PayPal Holdings on Monday (May 8) cut its outlook for annual adjusted operating margin, overshadowing its profit forecast raise, sending shares in the payments firm down 5 per cent in extending trading.
PayPal expects adjusted operating margin expansion of 100 basis points this year, compared with its earlier forecast of a 125-basis-point growth.
Investors are assuming that the company's branded checkout button, a high margin business, isn't doing as well as people thought it was and the fear is that they're losing market share to Apple, Dan Dolev, analyst at Mizuho told Reuters, explaining the drop in PayPal shares.
The high interest-rate environment has also begun to discourage expensive purchases as shoppers increasingly find themselves under heavy debt, particularly lower-income bracket customers, analysts have said.
PayPal payments volume on a forex-neutral basis came in at US$354.5 billion in the first-quarter ended Mar 31, compared with US$357.4 billion in the fourth-quarter ended Dec 31.
Executives at the payments firm had earlier cautioned that inflation was impacting discretionary consumer spending.
Still, the payments heavyweight raised its full-year adjusted profit forecast on the back of stronger-than-expected e-commerce trends and improved margins on cost cuts.

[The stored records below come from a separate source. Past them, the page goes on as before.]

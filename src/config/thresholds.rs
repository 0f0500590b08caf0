use crate::complexity::ComplexityThresholds;
use serde::{Deserialize, Serialize};

/// Numeric gates applied by the compliance checks.
#[derive(Debug, Clone, PartialEq, Serialize, Deserialize)]
pub struct ThresholdsConfig {
    /// Score at or above which a phase artifact counts as complete.
    #[serde(default = "default_completion_threshold")]
    pub completion_threshold: f64,

    #[serde(default = "default_max_function_lines")]
    pub max_function_lines: usize,

    #[serde(default = "default_max_cyclomatic")]
    pub max_cyclomatic: u32,

    /// Minimum total coverage percentage for a commit.
    #[serde(default = "default_min_coverage")]
    pub min_coverage: f64,
}

impl Default for ThresholdsConfig {
    fn default() -> Self {
        Self {
            completion_threshold: default_completion_threshold(),
            max_function_lines: default_max_function_lines(),
            max_cyclomatic: default_max_cyclomatic(),
            min_coverage: default_min_coverage(),
        }
    }
}

impl ThresholdsConfig {
    pub fn complexity(&self) -> ComplexityThresholds {
        ComplexityThresholds {
            max_function_lines: self.max_function_lines,
            max_cyclomatic: self.max_cyclomatic,
        }
    }

    pub fn validate(&self) -> Result<(), String> {
        if !(self.completion_threshold > 0.0 && self.completion_threshold <= 1.0) {
            return Err(format!(
                "completion_threshold must be in (0, 1], got {}",
                self.completion_threshold
            ));
        }
        if !(0.0..=100.0).contains(&self.min_coverage) {
            return Err(format!(
                "min_coverage must be in [0, 100], got {}",
                self.min_coverage
            ));
        }
        if self.max_function_lines == 0 {
            return Err("max_function_lines must be greater than 0".to_string());
        }
        if self.max_cyclomatic == 0 {
            return Err("max_cyclomatic must be greater than 0".to_string());
        }
        Ok(())
    }
}

fn default_completion_threshold() -> f64 {
    0.8
}
fn default_max_function_lines() -> usize {
    20
}
fn default_max_cyclomatic() -> u32 {
    5
}
fn default_min_coverage() -> f64 {
    90.0
}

It now expects adjusted profit growth of about 20 per cent to US$4.95 per share, above analysts' average estimate of US$4.88 per share,
Adjusted operating margin in the first-quarter came in at 22.7 per cent compared with 20.7 per cent last year.
PayPal's revenue rose 10 per cent on a forex-neutral basis to US$7.04 billion in the first-quarter.
The payments firm posted a profit of US$1.17 per share on an adjusted basis for the quarter, compared with 88 cents last year.
PayPal growth slowed through the past year as countries around the world lifted restrictions and macroeconomic conditions deteriorated.